Afgańczycy dopiero ruszą, a tymczasem 50 migrantów wdarło się do hiszpańskiej enklawy Melilla

Melilla. Fot. Wikipedia
Melilla. Fot. Wikipedia
REKLAMA
Trzy miesiące temu miał miejsce najazd na enklawę Ceuty, gdzie wdało się ponad 10 000 migrantów z Maroka. W lipcu 299 migrantów z Maroka najechało Melilę. 17 sierpnia akcję powtórzono i wdarło się tam ponad 50 migrantów z Afryki Subsaharyjskiej.

Przedostali się z sąsiedniego Maroka około 5 rano. Na wysoki płot odgradzający terytorium należące do Hiszpanii od Maroka weszło ponad 150 osób. 57 mężczyznom udało się go przeskoczyć – poinformowała delegatura hiszpańskiej prefektury Melilli.

Hiszpańskie enklawy Melilla i Ceuta położone na śródziemnomorskim wybrzeżu Maroka, stanowią jedyne granice lądowe Unii Europejskiej z Afryką. Narażone są na bardzo silną presję migracyjną. Granic bronią wysokie ogrodzenia i mury, ale nie są dostateczną przeszkodą.

REKLAMA

17 i 18 maja do Ceuty wdarło się ponad 10 000 migrantów, w większości ludzi młodych i nastolatków. Większość udało się zawrócić do Maroka, ale około 2500 migrantów wciąż tam pozostaje. Nie można np. dokonać ekspulsji nieletnich, a jest ich tam około tysiąca.

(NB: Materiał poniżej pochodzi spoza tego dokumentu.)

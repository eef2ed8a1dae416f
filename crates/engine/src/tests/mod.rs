mod read_tests;
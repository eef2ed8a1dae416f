//! Compaction: merges every live SST into a single level-1 SST.
//!
//! Every key's newest value survives; tombstones are dropped once they
//! have nothing older left to shadow. The merged table is written
//! atomically, the SST list is replaced with it, and the old files are
//! closed and unlinked.
use anyhow::Result;
use std::collections::BTreeMap;
use tracing::info;

use keyorder::OrderedKey;
use sstable::{SSTableReader, SSTableWriter};

use crate::{State, TOMBSTONE};

impl State {
    /// Flushes the Memtable if non-empty, then compacts if more than one
    /// SST exists. This is the public `Engine::compact` contract.
    pub(crate) fn compact(&mut self) -> Result<()> {
        self.flush()?;
        if self.ssts.len() > 1 {
            self.run_compaction()?;
        }
        Ok(())
    }

    /// Merges all SSTs into a single level-1 table.
    ///
    /// Reads every live SST oldest to newest, keeping each key's newest
    /// value (a later insert into the same map overwrites an earlier
    /// one). Entries whose retained value is the tombstone are dropped.
    /// If the surviving set is empty, the list is left untouched. A
    /// failure while writing the new SST also leaves the old list intact.
    pub(crate) fn run_compaction(&mut self) -> Result<()> {
        let mut merged: BTreeMap<OrderedKey, Vec<u8>> = BTreeMap::new();
        for sst in &self.ssts {
            for (key, value) in all_entries(sst)? {
                merged.insert(OrderedKey(key), value);
            }
        }

        let live: Vec<(Vec<u8>, Vec<u8>)> = merged
            .into_iter()
            .filter(|(_, v)| v.as_slice() != TOMBSTONE)
            .map(|(k, v)| (k.0, v))
            .collect();

        if live.is_empty() {
            return Ok(());
        }

        let sequence = self.next_sequence;
        let sst_path = self.sst_dir.join(format!("sst_{sequence}.sst"));
        let count = live.len();
        SSTableWriter::create(&sst_path, 1, sequence, count, live.into_iter())?;
        self.next_sequence += 1;

        let new_reader = SSTableReader::open(&sst_path)?;
        let old = std::mem::replace(&mut self.ssts, vec![new_reader]);
        for sst in old {
            let _ = sst.delete();
        }

        info!(sequence, live_entries = count, "compacted sstables");
        Ok(())
    }
}

/// Dumps every record in an SST by range-scanning its own full key span.
fn all_entries(sst: &SSTableReader) -> Result<Vec<(Vec<u8>, Vec<u8>)>> {
    Ok(sst.range_scan(sst.min_key(), sst.max_key())?)
}
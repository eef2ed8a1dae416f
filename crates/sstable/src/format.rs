//! On-disk layout constants and the JSON metadata header.
//!
//! ```text
//!  offset 0                  header (HEADER_SIZE bytes)
//!    bytes  0..3   magic = 'LSMT'
//!    bytes  4..7   version: u32-BE = 1
//!    bytes  8..    JSON metadata, NUL-padded to HEADER_SIZE
//!  HEADER_SIZE              data section: concatenated records
//!    record = key_len: u32-BE | key | val_len: u32-BE | val
//!  index_offset             sparse index: lines of "key\toffset\tsize\n"
//!  bloom_offset             bloom: m: u32-BE | k: u32-BE | packed_bits
//!  EOF
//! ```

use serde::{Deserialize, Serialize};
use thiserror::Error;

/// Fixed header size reserved for magic, version, and JSON metadata.
pub const HEADER_SIZE: u64 = 4096;
/// File magic identifying this format.
pub const MAGIC: &[u8; 4] = b"LSMT";
/// Current format version.
pub const VERSION: u32 = 1;
/// Sparse index stride: every Nth record gets an index entry.
pub const INDEX_INTERVAL: usize = 128;

/// The JSON header embedded in every SSTable file.
#[derive(Debug, Clone, Serialize, Deserialize)]
pub struct Metadata {
    pub level: u32,
    pub sequence: u64,
    pub data_size: u64,
    pub min_key: Vec<u8>,
    pub max_key: Vec<u8>,
    pub index_offset: u64,
    pub bloom_offset: u64,
}

/// Errors that can occur while creating or loading an SSTable.
#[derive(Debug, Error)]
pub enum SstError {
    #[error("io error: {0}")]
    Io(#[from] std::io::Error),

    #[error("bad magic bytes")]
    BadMagic,

    #[error("unsupported version: {0}")]
    BadVersion(u32),

    #[error("metadata error: {0}")]
    Metadata(#[from] serde_json::Error),

    #[error("refusing to write an empty sstable")]
    Empty,

    #[error("malformed sparse index")]
    BadIndex,
}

Migranci stanowią swoistą „broń” Maroka. Majowy desant miał miejsce w kontekście poważnego kryzysu dyplomatycznego między Madrytem a Rabatem w sprawie Sahary Zachodniej i przyjęcia na leczenie w Hiszpanii przywódcy saharyjskich separatystów z Frontu Polisario, Brahima Ghaliego.

Podobny „miecz” w postaci migrantów posiada Turcja wobec UE, a ostatnio z takiej „broni” korzysta Mińsk szantażujący migrantami Litwę, a ostatnio Polskę.